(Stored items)
---+---

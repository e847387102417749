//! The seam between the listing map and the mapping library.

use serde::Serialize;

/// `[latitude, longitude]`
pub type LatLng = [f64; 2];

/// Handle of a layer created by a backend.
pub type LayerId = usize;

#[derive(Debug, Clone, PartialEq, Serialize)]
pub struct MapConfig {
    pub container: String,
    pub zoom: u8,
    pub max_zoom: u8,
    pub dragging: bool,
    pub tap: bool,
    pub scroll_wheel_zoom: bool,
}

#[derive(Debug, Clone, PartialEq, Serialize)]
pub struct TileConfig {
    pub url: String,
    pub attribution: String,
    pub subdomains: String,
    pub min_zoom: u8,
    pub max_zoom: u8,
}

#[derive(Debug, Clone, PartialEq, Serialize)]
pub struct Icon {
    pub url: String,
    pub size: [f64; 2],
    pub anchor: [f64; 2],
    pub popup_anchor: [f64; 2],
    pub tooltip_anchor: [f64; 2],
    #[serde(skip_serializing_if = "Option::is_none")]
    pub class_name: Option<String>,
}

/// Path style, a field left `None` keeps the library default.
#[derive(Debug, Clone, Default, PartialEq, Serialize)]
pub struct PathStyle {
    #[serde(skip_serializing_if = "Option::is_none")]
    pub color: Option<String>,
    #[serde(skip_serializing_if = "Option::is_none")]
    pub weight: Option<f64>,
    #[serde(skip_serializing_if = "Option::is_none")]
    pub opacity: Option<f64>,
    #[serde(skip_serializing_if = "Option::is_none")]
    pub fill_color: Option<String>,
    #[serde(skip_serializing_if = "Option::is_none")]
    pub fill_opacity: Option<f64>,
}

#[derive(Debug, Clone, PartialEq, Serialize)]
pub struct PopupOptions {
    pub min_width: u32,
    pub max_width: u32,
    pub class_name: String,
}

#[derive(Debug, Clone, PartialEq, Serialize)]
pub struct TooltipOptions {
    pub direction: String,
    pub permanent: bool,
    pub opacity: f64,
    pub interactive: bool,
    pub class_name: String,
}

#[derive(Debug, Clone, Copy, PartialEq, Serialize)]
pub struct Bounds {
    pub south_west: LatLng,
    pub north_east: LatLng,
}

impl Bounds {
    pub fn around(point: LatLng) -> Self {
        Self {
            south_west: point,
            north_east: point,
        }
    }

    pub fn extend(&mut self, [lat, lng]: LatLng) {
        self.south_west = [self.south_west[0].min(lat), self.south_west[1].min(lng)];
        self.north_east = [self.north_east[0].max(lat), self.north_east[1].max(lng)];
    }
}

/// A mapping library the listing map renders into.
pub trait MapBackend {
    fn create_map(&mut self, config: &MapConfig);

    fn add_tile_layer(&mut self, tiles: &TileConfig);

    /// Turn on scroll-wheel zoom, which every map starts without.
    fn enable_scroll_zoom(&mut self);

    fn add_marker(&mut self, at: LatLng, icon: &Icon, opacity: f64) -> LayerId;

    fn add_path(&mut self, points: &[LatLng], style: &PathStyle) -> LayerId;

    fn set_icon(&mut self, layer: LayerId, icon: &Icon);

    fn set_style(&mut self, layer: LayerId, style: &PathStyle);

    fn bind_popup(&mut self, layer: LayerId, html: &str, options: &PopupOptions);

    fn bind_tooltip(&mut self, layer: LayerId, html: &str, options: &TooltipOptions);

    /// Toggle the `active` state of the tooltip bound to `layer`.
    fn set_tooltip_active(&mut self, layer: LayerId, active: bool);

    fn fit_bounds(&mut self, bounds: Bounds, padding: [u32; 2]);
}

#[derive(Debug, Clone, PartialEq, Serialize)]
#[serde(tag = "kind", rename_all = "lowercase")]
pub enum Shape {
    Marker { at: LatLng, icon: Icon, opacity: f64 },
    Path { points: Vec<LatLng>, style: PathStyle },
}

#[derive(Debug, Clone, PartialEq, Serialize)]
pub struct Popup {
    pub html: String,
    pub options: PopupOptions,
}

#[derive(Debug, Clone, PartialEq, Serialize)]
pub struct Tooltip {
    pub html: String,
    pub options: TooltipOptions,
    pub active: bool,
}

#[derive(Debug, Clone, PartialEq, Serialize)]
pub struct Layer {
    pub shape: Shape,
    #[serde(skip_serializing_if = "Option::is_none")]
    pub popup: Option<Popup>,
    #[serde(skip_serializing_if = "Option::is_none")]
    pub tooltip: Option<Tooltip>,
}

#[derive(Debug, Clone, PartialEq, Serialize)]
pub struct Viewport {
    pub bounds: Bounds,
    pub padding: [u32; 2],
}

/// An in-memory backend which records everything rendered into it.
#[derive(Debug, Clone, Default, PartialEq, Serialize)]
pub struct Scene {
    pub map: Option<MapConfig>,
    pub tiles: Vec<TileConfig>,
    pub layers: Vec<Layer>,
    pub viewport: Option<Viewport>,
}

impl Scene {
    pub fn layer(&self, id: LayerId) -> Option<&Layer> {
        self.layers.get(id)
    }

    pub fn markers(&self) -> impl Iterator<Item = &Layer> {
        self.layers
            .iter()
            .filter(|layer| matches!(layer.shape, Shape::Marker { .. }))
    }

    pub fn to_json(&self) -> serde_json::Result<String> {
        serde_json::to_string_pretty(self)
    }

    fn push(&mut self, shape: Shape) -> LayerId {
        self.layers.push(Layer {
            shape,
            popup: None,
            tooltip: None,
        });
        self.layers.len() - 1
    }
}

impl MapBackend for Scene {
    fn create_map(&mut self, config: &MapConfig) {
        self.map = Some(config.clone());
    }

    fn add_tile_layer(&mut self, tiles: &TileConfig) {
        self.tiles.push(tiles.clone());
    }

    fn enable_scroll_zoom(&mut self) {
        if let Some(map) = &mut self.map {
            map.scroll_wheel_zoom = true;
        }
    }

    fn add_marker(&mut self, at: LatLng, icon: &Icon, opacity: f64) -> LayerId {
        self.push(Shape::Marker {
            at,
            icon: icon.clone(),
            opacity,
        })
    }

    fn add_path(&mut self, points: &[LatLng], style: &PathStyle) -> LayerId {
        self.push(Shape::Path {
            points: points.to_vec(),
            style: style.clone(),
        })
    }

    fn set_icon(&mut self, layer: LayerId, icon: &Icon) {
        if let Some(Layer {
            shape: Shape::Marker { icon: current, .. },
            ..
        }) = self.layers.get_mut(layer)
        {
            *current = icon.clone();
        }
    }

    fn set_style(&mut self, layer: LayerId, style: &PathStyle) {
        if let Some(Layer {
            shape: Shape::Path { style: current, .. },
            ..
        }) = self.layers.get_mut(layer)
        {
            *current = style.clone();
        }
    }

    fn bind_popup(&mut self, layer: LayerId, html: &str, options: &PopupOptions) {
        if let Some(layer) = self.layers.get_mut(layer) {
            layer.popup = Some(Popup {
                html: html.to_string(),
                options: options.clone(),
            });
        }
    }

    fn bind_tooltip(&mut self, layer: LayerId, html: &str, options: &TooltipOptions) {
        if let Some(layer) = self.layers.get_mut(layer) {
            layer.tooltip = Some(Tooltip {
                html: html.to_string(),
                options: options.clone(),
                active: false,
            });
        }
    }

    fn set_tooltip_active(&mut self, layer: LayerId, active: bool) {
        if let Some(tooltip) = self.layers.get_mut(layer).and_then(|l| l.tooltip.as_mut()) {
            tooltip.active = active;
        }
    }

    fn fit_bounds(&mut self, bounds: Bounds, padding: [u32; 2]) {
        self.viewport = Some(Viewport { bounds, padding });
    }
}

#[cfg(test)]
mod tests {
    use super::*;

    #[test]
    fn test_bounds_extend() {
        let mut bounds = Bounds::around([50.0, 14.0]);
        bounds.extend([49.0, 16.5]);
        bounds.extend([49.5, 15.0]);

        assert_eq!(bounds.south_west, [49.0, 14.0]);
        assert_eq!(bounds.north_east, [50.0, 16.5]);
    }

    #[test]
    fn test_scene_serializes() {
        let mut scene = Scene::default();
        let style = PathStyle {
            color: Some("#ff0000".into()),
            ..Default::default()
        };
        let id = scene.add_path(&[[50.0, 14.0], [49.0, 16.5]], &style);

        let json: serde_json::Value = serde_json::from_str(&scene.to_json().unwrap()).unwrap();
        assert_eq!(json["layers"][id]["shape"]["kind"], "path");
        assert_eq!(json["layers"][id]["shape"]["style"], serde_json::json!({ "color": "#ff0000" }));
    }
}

---+---

## Task description:
Each line from the one containing "let json: serde_json::Value" to the end of the records should be echoed exactly, and no other line.

## Written reply:
        let json: serde_json::Value = serde_json::from_str(&scene.to_json().unwrap()).unwrap();
        assert_eq!(json["layers"][id]["shape"]["kind"], "path");
        assert_eq!(json["layers"][id]["shape"]["style"], serde_json::json!({ "color": "#ff0000" }));
    }
}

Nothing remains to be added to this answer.